● **Description of the task**
The records that follow must be reproduced in full, exactly as written.

● **Collection entries**
====================
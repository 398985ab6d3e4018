//! Parameter-space enumeration, parallel replay fan-out, scoring and
//! walk-forward orchestration (C8). Wraps the replay engine as a pure
//! function `run(params, data_window) -> metrics` and composes many
//! such calls (§3 "Data flow").

mod dispatch;
pub mod grid;
pub mod random;
pub mod tpe;
pub mod walk_forward;

pub use dispatch::{evaluate_batch, rank_descending, SweepContext};
pub use walk_forward::{Window, WindowResult};

use rand::SeedableRng;
use rand::rngs::StdRng;
use uuid::Uuid;

use crate::application::analyzer::AnalyzerConfig;
use crate::application::execution_filter::ExecutionFilterConfig;
use crate::application::replay_engine::{
    CancellationToken, NewsGate, ReplayConfig, ReplayEngine, ReplayOutcome,
};
use crate::application::signal_synth::SignalConfig;
use crate::domain::candle::Candle;
use crate::domain::errors::EngineResult;
use crate::domain::optimization::{OptimizationResultRecord, ScoreWeights, SearchMethod};
use crate::domain::params::{ParamGrid, ParamRanges, ParameterSet};

/// Either a fixed grid or a continuous range space; which one is present
/// constrains the usable `SearchMethod`s (§4.8).
pub enum SearchSpace {
    Grid(ParamGrid),
    Ranges(ParamRanges),
}

pub struct OptimizeRequest {
    pub run_id: Uuid,
    pub method: SearchMethod,
    pub search_space: SearchSpace,
    pub trials: usize,
    pub parallel_runs: usize,
    pub walk_forward_windows: usize,
    pub walk_forward_step_days: i64,
    pub seed: u64,
    pub score_weights: ScoreWeights,
}

pub struct WalkForwardOutcome {
    pub windows: Vec<WindowResult>,
    pub aggregated_params: ParameterSet,
    pub average_oos_win_rate: f64,
}

pub enum OptimizeOutcome {
    Swept(Vec<OptimizationResultRecord>),
    WalkForward(WalkForwardOutcome),
}

/// Everything a replay needs besides the parameter set and the bar
/// window it runs over.
pub struct ReplayEnvironment<'a> {
    pub replay_config: ReplayConfig,
    pub analyzer_config: AnalyzerConfig,
    pub signal_config: SignalConfig,
    pub filter_config: ExecutionFilterConfig,
    pub news_gate: &'a NewsGate,
}

/// Public entry point: `optimize(request) -> results | walkforward_result`
/// (§4.8). `bars` must already be merged and sorted the way
/// `ReplayEngine::run` expects.
pub fn optimize(
    request: &OptimizeRequest,
    bars: &[(String, Candle)],
    env: &ReplayEnvironment,
) -> EngineResult<OptimizeOutcome> {
    if request.method == SearchMethod::WalkForward {
        return Ok(OptimizeOutcome::WalkForward(run_walk_forward(request, bars, env)));
    }
    let ctx = sweep_context(request, bars, env);
    let results = if request.method == SearchMethod::Tpe {
        run_tpe_trials(request, &ctx)
    } else {
        let param_sets = generate_param_sets(request);
        evaluate_batch(&ctx, param_sets, request.parallel_runs.max(1))
    };
    Ok(OptimizeOutcome::Swept(rank_descending(results)))
}

/// TPE is inherently sequential: each proposal is conditioned on the
/// scores of every prior trial, so replays are evaluated one at a time
/// rather than dispatched in parallel batches of `P` (§4.8).
fn run_tpe_trials(request: &OptimizeRequest, ctx: &SweepContext) -> Vec<OptimizationResultRecord> {
    let SearchSpace::Ranges(ranges) = &request.search_space else {
        return Vec::new();
    };
    let trials = request.trials.max(1);
    let mut rng = StdRng::seed_from_u64(request.seed);
    let mut history: Vec<(ParameterSet, f64)> = Vec::with_capacity(trials);
    let mut results = Vec::with_capacity(trials);
    for trial_idx in 0..trials {
        let candidate = tpe::suggest_next(ranges, &history, trial_idx, trials, &mut rng);
        let record = evaluate_batch(ctx, vec![candidate.clone()], 1)
            .into_iter()
            .next()
            .expect("evaluate_batch always returns one record per input set");
        history.push((candidate, record.ranked_score.unwrap_or(f64::NEG_INFINITY)));
        results.push(record);
    }
    results
}

fn sweep_context<'a>(
    request: &OptimizeRequest,
    bars: &'a [(String, Candle)],
    env: &ReplayEnvironment<'a>,
) -> SweepContext<'a> {
    SweepContext {
        run_id: request.run_id,
        bars,
        replay_config: env.replay_config.clone(),
        analyzer_config: env.analyzer_config,
        signal_config: env.signal_config.clone(),
        filter_config: env.filter_config.clone(),
        news_gate: env.news_gate,
        score_weights: request.score_weights,
    }
}

fn generate_param_sets(request: &OptimizeRequest) -> Vec<ParameterSet> {
    let mut rng = StdRng::seed_from_u64(request.seed);
    match (&request.method, &request.search_space) {
        (SearchMethod::Grid, SearchSpace::Grid(grid)) => grid::generate_combinations(grid),
        (SearchMethod::Random, SearchSpace::Ranges(ranges)) => {
            random::sample_many(ranges, request.trials.max(1), &mut rng)
        }
        // A grid handed to Random, or a range space handed to Grid, is a
        // caller error upstream of this module; degrade to enumerating the
        // grid (if any) rather than producing zero candidates.
        (_, SearchSpace::Grid(grid)) => grid::generate_combinations(grid),
        (_, SearchSpace::Ranges(ranges)) => random::sample_many(ranges, request.trials.max(1), &mut rng),
    }
}

fn slice_bars(bars: &[(String, Candle)], start_ms: i64, end_ms: i64) -> Vec<(String, Candle)> {
    bars.iter()
        .filter(|(_, c)| c.timestamp_ms >= start_ms && c.timestamp_ms < end_ms)
        .cloned()
        .collect()
}

fn run_walk_forward(
    request: &OptimizeRequest,
    bars: &[(String, Candle)],
    env: &ReplayEnvironment,
) -> WalkForwardOutcome {
    let (total_start, total_end) = match (bars.first(), bars.last()) {
        (Some((_, first)), Some((_, last))) => (first.timestamp_ms, last.timestamp_ms + 1),
        _ => (0, 0),
    };
    let windows = walk_forward::generate_windows(
        total_start,
        total_end,
        request.walk_forward_windows.max(1),
        request.walk_forward_step_days,
    );

    let mut window_results = Vec::with_capacity(windows.len());
    for window in windows {
        let is_bars = slice_bars(bars, window.is_start_ms, window.is_end_ms);
        let oos_bars = slice_bars(bars, window.oos_start_ms, window.oos_end_ms);
        if is_bars.is_empty() || oos_bars.is_empty() {
            continue;
        }

        // Sub-optimizer over in-sample: grid if one was supplied, else a
        // small random search (§4.8 "run a sub-optimizer").
        let sub_param_sets = match &request.search_space {
            SearchSpace::Grid(grid) => grid::generate_combinations(grid),
            SearchSpace::Ranges(ranges) => {
                let mut rng = StdRng::seed_from_u64(request.seed);
                random::sample_many(ranges, 20, &mut rng)
            }
        };
        let is_ctx = sweep_context(request, &is_bars, env);
        let is_results = rank_descending(evaluate_batch(
            &is_ctx,
            sub_param_sets,
            request.parallel_runs.max(1),
        ));
        let Some(best) = is_results.into_iter().next() else {
            continue;
        };

        let oos_engine = ReplayEngine::new(
            env.replay_config.clone(),
            env.analyzer_config,
            env.signal_config.clone(),
            env.filter_config.clone(),
        );
        let cancel = CancellationToken::new();
        let oos_stats = match oos_engine.run(&oos_bars, &best.params, env.news_gate, &cancel) {
            Ok(ReplayOutcome::Completed(result)) | Ok(ReplayOutcome::Cancelled(result)) => result.stats,
            Err(_) => continue,
        };

        let stability = walk_forward::stability_score(&best.stats, &oos_stats);
        window_results.push(WindowResult {
            window,
            best_params: best.params,
            in_sample_stats: best.stats,
            out_of_sample_stats: oos_stats,
            stability,
        });
    }

    let aggregated_params = walk_forward::aggregate_by_vote(&window_results);
    let average_oos_win_rate = walk_forward::average_oos_win_rate(&window_results);
    WalkForwardOutcome {
        windows: window_results,
        aggregated_params,
        average_oos_win_rate,
    }
}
====================
● **Task output**
repository 398985ab6d3e4018
//! Parameter-space enumeration, parallel replay fan-out, scoring and
//! walk-forward orchestration (C8). Wraps the replay engine as a pure
//! function `run(params, data_window) -> metrics` and composes many
//! such calls (§3 "Data flow").

mod dispatch;
pub mod grid;
pub mod random;
pub mod tpe;
pub mod walk_forward;

pub use dispatch::{evaluate_batch, rank_descending, SweepContext};
pub use walk_forward::{Window, WindowResult};

use rand::SeedableRng;
use rand::rngs::StdRng;
use uuid::Uuid;

use crate::application::analyzer::AnalyzerConfig;
use crate::application::execution_filter::ExecutionFilterConfig;
use crate::application::replay_engine::{
    CancellationToken, NewsGate, ReplayConfig, ReplayEngine, ReplayOutcome,
};
use crate::application::signal_synth::SignalConfig;
use crate::domain::candle::Candle;
use crate::domain::errors::EngineResult;
use crate::domain::optimization::{OptimizationResultRecord, ScoreWeights, SearchMethod};
use crate::domain::params::{ParamGrid, ParamRanges, ParameterSet};

/// Either a fixed grid or a continuous range space; which one is present
/// constrains the usable `SearchMethod`s (§4.8).
pub enum SearchSpace {
    Grid(ParamGrid),
    Ranges(ParamRanges),
}

pub struct OptimizeRequest {
    pub run_id: Uuid,
    pub method: SearchMethod,
    pub search_space: SearchSpace,
    pub trials: usize,
    pub parallel_runs: usize,
    pub walk_forward_windows: usize,
    pub walk_forward_step_days: i64,
    pub seed: u64,
    pub score_weights: ScoreWeights,
}

pub struct WalkForwardOutcome {
    pub windows: Vec<WindowResult>,
    pub aggregated_params: ParameterSet,
    pub average_oos_win_rate: f64,
}

pub enum OptimizeOutcome {
    Swept(Vec<OptimizationResultRecord>),
    WalkForward(WalkForwardOutcome),
}

/// Everything a replay needs besides the parameter set and the bar
/// window it runs over.
pub struct ReplayEnvironment<'a> {
    pub replay_config: ReplayConfig,
    pub analyzer_config: AnalyzerConfig,
    pub signal_config: SignalConfig,
    pub filter_config: ExecutionFilterConfig,
    pub news_gate: &'a NewsGate,
}

/// Public entry point: `optimize(request) -> results | walkforward_result`
/// (§4.8). `bars` must already be merged and sorted the way
/// `ReplayEngine::run` expects.
pub fn optimize(
    request: &OptimizeRequest,
    bars: &[(String, Candle)],
    env: &ReplayEnvironment,
) -> EngineResult<OptimizeOutcome> {
    if request.method == SearchMethod::WalkForward {
        return Ok(OptimizeOutcome::WalkForward(run_walk_forward(request, bars, env)));
    }
    let ctx = sweep_context(request, bars, env);
    let results = if request.method == SearchMethod::Tpe {
        run_tpe_trials(request, &ctx)
    } else {
        let param_sets = generate_param_sets(request);
        evaluate_batch(&ctx, param_sets, request.parallel_runs.max(1))
    };
    Ok(OptimizeOutcome::Swept(rank_descending(results)))
}

/// TPE is inherently sequential: each proposal is conditioned on the
/// scores of every prior trial, so replays are evaluated one at a time
/// rather than dispatched in parallel batches of `P` (§4.8).
fn run_tpe_trials(request: &OptimizeRequest, ctx: &SweepContext) -> Vec<OptimizationResultRecord> {
    let SearchSpace::Ranges(ranges) = &request.search_space else {
        return Vec::new();
    };
    let trials = request.trials.max(1);
    let mut rng = StdRng::seed_from_u64(request.seed);
    let mut history: Vec<(ParameterSet, f64)> = Vec::with_capacity(trials);
    let mut results = Vec::with_capacity(trials);
    for trial_idx in 0..trials {
        let candidate = tpe::suggest_next(ranges, &history, trial_idx, trials, &mut rng);
        let record = evaluate_batch(ctx, vec![candidate.clone()], 1)
            .into_iter()
            .next()
            .expect("evaluate_batch always returns one record per input set");
        history.push((candidate, record.ranked_score.unwrap_or(f64::NEG_INFINITY)));
        results.push(record);
    }
    results
}

fn sweep_context<'a>(
    request: &OptimizeRequest,
    bars: &'a [(String, Candle)],
    env: &ReplayEnvironment<'a>,
) -> SweepContext<'a> {
    SweepContext {
        run_id: request.run_id,
        bars,
        replay_config: env.replay_config.clone(),
        analyzer_config: env.analyzer_config,
        signal_config: env.signal_config.clone(),
        filter_config: env.filter_config.clone(),
        news_gate: env.news_gate,
        score_weights: request.score_weights,
    }
}

fn generate_param_sets(request: &OptimizeRequest) -> Vec<ParameterSet> {
    let mut rng = StdRng::seed_from_u64(request.seed);
    match (&request.method, &request.search_space) {
        (SearchMethod::Grid, SearchSpace::Grid(grid)) => grid::generate_combinations(grid),
        (SearchMethod::Random, SearchSpace::Ranges(ranges)) => {
            random::sample_many(ranges, request.trials.max(1), &mut rng)
        }
        // A grid handed to Random, or a range space handed to Grid, is a
        // caller error upstream of this module; degrade to enumerating the
        // grid (if any) rather than producing zero candidates.
        (_, SearchSpace::Grid(grid)) => grid::generate_combinations(grid),
        (_, SearchSpace::Ranges(ranges)) => random::sample_many(ranges, request.trials.max(1), &mut rng),
    }
}

fn slice_bars(bars: &[(String, Candle)], start_ms: i64, end_ms: i64) -> Vec<(String, Candle)> {
    bars.iter()
        .filter(|(_, c)| c.timestamp_ms >= start_ms && c.timestamp_ms < end_ms)
        .cloned()
        .collect()
}

fn run_walk_forward(
    request: &OptimizeRequest,
    bars: &[(String, Candle)],
    env: &ReplayEnvironment,
) -> WalkForwardOutcome {
    let (total_start, total_end) = match (bars.first(), bars.last()) {
        (Some((_, first)), Some((_, last))) => (first.timestamp_ms, last.timestamp_ms + 1),
        _ => (0, 0),
    };
    let windows = walk_forward::generate_windows(
        total_start,
        total_end,
        request.walk_forward_windows.max(1),
        request.walk_forward_step_days,
    );

    let mut window_results = Vec::with_capacity(windows.len());
    for window in windows {
        let is_bars = slice_bars(bars, window.is_start_ms, window.is_end_ms);
        let oos_bars = slice_bars(bars, window.oos_start_ms, window.oos_end_ms);
        if is_bars.is_empty() || oos_bars.is_empty() {
            continue;
        }

        // Sub-optimizer over in-sample: grid if one was supplied, else a
        // small random search (§4.8 "run a sub-optimizer").
        let sub_param_sets = match &request.search_space {
            SearchSpace::Grid(grid) => grid::generate_combinations(grid),
            SearchSpace::Ranges(ranges) => {
                let mut rng = StdRng::seed_from_u64(request.seed);
                random::sample_many(ranges, 20, &mut rng)
            }
        };
        let is_ctx = sweep_context(request, &is_bars, env);
        let is_results = rank_descending(evaluate_batch(
            &is_ctx,
            sub_param_sets,
            request.parallel_runs.max(1),
        ));
        let Some(best) = is_results.into_iter().next() else {
            continue;
        };

        let oos_engine = ReplayEngine::new(
            env.replay_config.clone(),
            env.analyzer_config,
            env.signal_config.clone(),
            env.filter_config.clone(),
        );
        let cancel = CancellationToken::new();
        let oos_stats = match oos_engine.run(&oos_bars, &best.params, env.news_gate, &cancel) {
            Ok(ReplayOutcome::Completed(result)) | Ok(ReplayOutcome::Cancelled(result)) => result.stats,
            Err(_) => continue,
        };

        let stability = walk_forward::stability_score(&best.stats, &oos_stats);
        window_results.push(WindowResult {
            window,
            best_params: best.params,
            in_sample_stats: best.stats,
            out_of_sample_stats: oos_stats,
            stability,
        });
    }

    let aggregated_params = walk_forward::aggregate_by_vote(&window_results);
    let average_oos_win_rate = walk_forward::average_oos_win_rate(&window_results);
    WalkForwardOutcome {
        windows: window_results,
        aggregated_params,
        average_oos_win_rate,
    }
}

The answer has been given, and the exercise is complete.